Un día cualquiera, los dos orificios de líneas almendradas se abrían lentamente con la llegada de la primera luz, que se acercaba por el alargado corredor solitario como los pasos de un acólito tímido y temeroso. El dios se alegraba de la luz que inundaba su continente, todavía adormecido después del lento lapso de la noche.
Progresivamente, el corredor se teñía de los tonos tornasolados que iban descubriendo hilera tras hilera de iconos en la pared. De vez en cuando, el dios se arrimaba a los dos orificios para intentar seguir las interminables secuencias de señales que estaban grabadas en la pared, pero nunca lograba ir más allá de una mera intuición de sentido.
A media mañana, con puntualidad matemática, y justo cuando el dios solía caer en una distraída ensoñación, el aire se llenaba de la fragancia dulzona y vaporosa de unas delgadas cañas humeantes que distribuía ecuánimemente por el pasillo un muchacho de toga larga, paso corto y coleta lateral. Al principio, el dios había llamado al muchacho, le había susurrado saludos, le había lanzado palabras de cortesía e incluso le había gritado órdenes, pero la voz no parecía salir nunca de su oscuro continente, separado del mundo por esos dos ojos de luz.
Cuando el aire estaba ya lleno de la periódica humareda, aparecía el hombre. Era un hombre corpulento y bien cuidado, sin pelo, vestido con dos o tres capas de telas ricas y finas unidas por broches relucientes. A base de observar a diario cómo el hombre hacía sus movimientos y decía sus palabras, el dios había ido advirtiendo los efectos del tiempo en la carne, desde la suave frescura de la tez juvenil hasta la textura reseca de sus años maduros.
Lo que había cambiado menos o nada era el comportamiento del hombre. A lo largo de los años, los movimientos se volvían más precisos y ligeramente más pausados, pero eran esencialmente los mismos. Incluso el movimiento de los labios, del que el dios había inferido o imaginado una intención, no había cambiado en absoluto.
Ciertos días, con regularidad ritual, el hombre aparecía seguido de un número determinado de hombres, mujeres, niños y animales, y realizaba el sacrificio de unos u otros en una superficie plana de alabastro, que quedaba cerca de los dos orificios desde donde el dios presenciaba el espantoso espectáculo. Esos días le resultaban especialmente difíciles de superar, ya que su continente se llenaba con el hedor de la carne recién muerta y tenía que retirarse a un rincón remoto, escondiéndose en sus pensamientos para olvidar ese olor fatal. El dios lamentaba no poder comprender qué crimen habría cometido para recibir semejante tortura.

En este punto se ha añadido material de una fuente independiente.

//! In-process reference implementation of the index store contract.
//!
//! `MemStore` keeps everything in sorted maps and persists a JSON
//! snapshot of the whole index in the database directory when a
//! write session closes. It implements only the abstract contract
//! the indexing core relies on; a production posting-list engine
//! would live behind the same trait.

use crate::core::error::{FerretError, Result};
use crate::core::store::{IndexStore, OpenMode};
use crate::core::types::{Backend, DocInfo, Term};
use chrono::{DateTime, Utc};
use serde::{Deserialize, Serialize};
use std::collections::{BTreeMap, BTreeSet, HashSet};
use std::fs;
use std::ops::Bound;
use std::path::{Path, PathBuf};

const SNAPSHOT_NAME: &str = "ferret-index.json";

/// One stored document: its metadata record plus the unique terms it
/// contributed to the vocabulary.
#[derive(Debug, Clone, Serialize, Deserialize)]
struct DocRecord {
    info: DocInfo,
    terms: Vec<String>,
}

/// family -> member -> key -> expansion values
type Families = BTreeMap<String, BTreeMap<String, BTreeMap<String, BTreeSet<String>>>>;

#[derive(Debug, Default, Serialize, Deserialize)]
struct Snapshot {
    docs: BTreeMap<String, DocRecord>,
    /// term -> number of documents carrying it
    vocab: BTreeMap<String, u64>,
    families: Families,
    #[serde(default)]
    updated_at: Option<DateTime<Utc>>,
}

/// In-memory index store with JSON snapshot persistence.
pub struct MemStore {
    /// Snapshot file; `None` keeps the store ephemeral (tests)
    path: Option<PathBuf>,
    data: Snapshot,
    /// Documents seen since the session opened; survivors of purge
    seen: HashSet<String>,
    mode: Option<OpenMode>,
}

impl MemStore {
    /// Store persisting its snapshot under `db_dir`.
    pub fn new(db_dir: &Path) -> Self {
        Self {
            path: Some(db_dir.join(SNAPSHOT_NAME)),
            data: Snapshot::default(),
            seen: HashSet::new(),
            mode: None,
        }
    }

    /// Purely in-memory store, nothing touches the filesystem.
    pub fn ephemeral() -> Self {
        Self {
            path: None,
            data: Snapshot::default(),
            seen: HashSet::new(),
            mode: None,
        }
    }

    fn check_open(&self) -> Result<()> {
        if self.mode.is_none() {
            return Err(FerretError::StorageError("store is not open".to_string()));
        }
        Ok(())
    }

    fn check_writable(&self) -> Result<()> {
        match self.mode {
            None => Err(FerretError::StorageError("store is not open".to_string())),
            Some(OpenMode::ReadOnly) => Err(FerretError::StorageError(
                "store is open read-only".to_string(),
            )),
            Some(_) => Ok(()),
        }
    }

    fn load(&mut self) -> Result<()> {
        let Some(path) = &self.path else {
            return Ok(());
        };
        if !path.exists() {
            self.data = Snapshot::default();
            return Ok(());
        }
        let raw = fs::read_to_string(path)
            .map_err(|e| FerretError::StorageError(format!("cannot read {}: {e}", path.display())))?;
        self.data = serde_json::from_str(&raw)
            .map_err(|e| FerretError::StorageError(format!("corrupt snapshot {}: {e}", path.display())))?;
        Ok(())
    }

    fn persist(&mut self) -> Result<()> {
        let Some(path) = self.path.clone() else {
            return Ok(());
        };
        if let Some(dir) = path.parent() {
            fs::create_dir_all(dir)?;
        }
        self.data.updated_at = Some(Utc::now());
        let raw = serde_json::to_string(&self.data)?;
        // Write-then-rename keeps pollers from seeing a torn file
        let tmp = path.with_extension("json.tmp");
        fs::write(&tmp, raw)?;
        fs::rename(&tmp, &path)
            .map_err(|e| FerretError::StorageError(format!("cannot persist snapshot: {e}")))?;
        Ok(())
    }

    fn drop_doc_terms(vocab: &mut BTreeMap<String, u64>, record: &DocRecord) {
        for term in &record.terms {
            if let Some(count) = vocab.get_mut(term) {
                *count = count.saturating_sub(1);
                if *count == 0 {
                    vocab.remove(term);
                }
            }
        }
    }

    fn remove_doc(&mut self, udi: &str) -> bool {
        match self.data.docs.remove(udi) {
            Some(record) => {
                Self::drop_doc_terms(&mut self.data.vocab, &record);
                true
            }
            None => false,
        }
    }
}

impl IndexStore for MemStore {
    fn open(&mut self, mode: OpenMode) -> Result<()> {
        if self.mode.is_some() {
            return Err(FerretError::StorageError(
                "a session is already open on this store".to_string(),
            ));
        }
        if mode == OpenMode::Truncate {
            self.data = Snapshot::default();
        } else {
            self.load()?;
        }
        self.seen.clear();
        self.mode = Some(mode);
        tracing::debug!(?mode, docs = self.data.docs.len(), "store session opened");
        Ok(())
    }

    fn close(&mut self) -> Result<()> {
        self.check_open()?;
        if self.mode != Some(OpenMode::ReadOnly) {
            self.persist()?;
        }
        self.mode = None;
        self.seen.clear();
        tracing::debug!("store session closed");
        Ok(())
    }

    fn is_open(&self) -> bool {
        self.mode.is_some()
    }

    fn doc_count(&self) -> usize {
        self.data.docs.len()
    }

    fn need_update(&mut self, udi: &str, sig: &str, retry_failed: bool) -> bool {
        let Some(record) = self.data.docs.get(udi) else {
            return true;
        };
        let stored = record.info.sig.as_str();
        let up_to_date = match stored.strip_suffix('+') {
            // Previously failed: unchanged means "leave it alone"
            // unless a retry was requested
            Some(base) => base == sig && !retry_failed,
            None => stored == sig,
        };
        if up_to_date {
            self.seen.insert(udi.to_string());
        }
        !up_to_date
    }

    fn add_or_update(&mut self, info: DocInfo, terms: Vec<Term>) -> Result<()> {
        self.check_writable()?;
        self.remove_doc(&info.udi);

        let unique: BTreeSet<String> = terms.into_iter().map(|t| t.text).collect();
        for term in &unique {
            *self.data.vocab.entry(term.clone()).or_insert(0) += 1;
        }
        self.seen.insert(info.udi.clone());
        self.data.docs.insert(
            info.udi.clone(),
            DocRecord {
                info,
                terms: unique.into_iter().collect(),
            },
        );
        Ok(())
    }

    fn note_failed(&mut self, udi: &str, sig: &str) -> Result<()> {
        self.check_writable()?;
        self.remove_doc(udi);
        let mut info = DocInfo::for_file(Path::new(udi), format!("{sig}+"));
        info.udi = udi.to_string();
        self.seen.insert(udi.to_string());
        self.data.docs.insert(
            udi.to_string(),
            DocRecord {
                info,
                terms: Vec::new(),
            },
        );
        Ok(())
    }

    fn delete_document(&mut self, udi: &str) -> Result<bool> {
        self.check_writable()?;
        self.seen.remove(udi);
        Ok(self.remove_doc(udi))
    }

    fn doc_backend(&self, udi: &str) -> Option<Backend> {
        self.data.docs.get(udi).map(|r| r.info.backend)
    }

    fn purge(&mut self) -> Result<usize> {
        self.check_writable()?;
        let stale: Vec<String> = self
            .data
            .docs
            .keys()
            .filter(|udi| !self.seen.contains(*udi))
            .cloned()
            .collect();
        for udi in &stale {
            tracing::debug!(%udi, "purging entry with no matching source");
            self.remove_doc(udi);
        }
        Ok(stale.len())
    }

    fn terms_from(&self, cursor: Option<&str>, limit: usize) -> Vec<String> {
        let lower = match cursor {
            Some(c) => Bound::Excluded(c.to_string()),
            None => Bound::Unbounded,
        };
        self.data
            .vocab
            .range((lower, Bound::Unbounded))
            .take(limit)
            .map(|(term, _)| term.clone())
            .collect()
    }

    fn recreate_member(&mut self, family: &str, member: &str) -> Result<()> {
        self.check_writable()?;
        self.data
            .families
            .entry(family.to_string())
            .or_default()
            .insert(member.to_string(), BTreeMap::new());
        Ok(())
    }

    fn delete_member(&mut self, family: &str, member: &str) -> Result<()> {
        self.check_writable()?;
        if let Some(members) = self.data.families.get_mut(family) {
            members.remove(member);
            if members.is_empty() {
                self.data.families.remove(family);
            }
        }
        Ok(())
    }

    fn family_members(&self, family: &str) -> Vec<String> {
        self.data
            .families
            .get(family)
            .map(|members| members.keys().cloned().collect())
            .unwrap_or_default()
    }

    fn add_synonym(&mut self, family: &str, member: &str, key: &str, value: &str) -> Result<()> {
        self.check_writable()?;
        self.data
            .families
            .entry(family.to_string())
            .or_default()
            .entry(member.to_string())
            .or_default()
            .entry(key.to_string())
            .or_default()
            .insert(value.to_string());
        Ok(())
    }

    fn synonyms(&self, family: &str, member: &str, key: &str) -> Vec<String> {
        self.data
            .families
            .get(family)
            .and_then(|members| members.get(member))
            .and_then(|keys| keys.get(key))
            .map(|values| values.iter().cloned().collect())
            .unwrap_or_default()
    }
}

La mayoría de las tardes transcurrían plácidamente. Un muchacho (acaso el mismo que el de la mañana) traía paños coloridos, con los que envolvía el exterior del continente, que con el tiempo y el estudio preciso llegó a entender que estaba moldeado a imagen y semejanza de esos hombres de curiosas costumbres.
El momento del día en el que la luz se iba alejando lentamente hasta desaparecer era el preferido del dios. Ya no se acercaba nadie más, el silencio era absoluto y el dios se dedicaba a recorrer los rincones de su continente, como releyendo las lecciones de un libro ya sabido. Eran momentos que sumían al dios en una paz serena y mística.
Sólo en alguna rara ocasión, el dios se veía perturbado por la duda, por el terrible temor de no llegar a comprender nunca cuál era su función allí.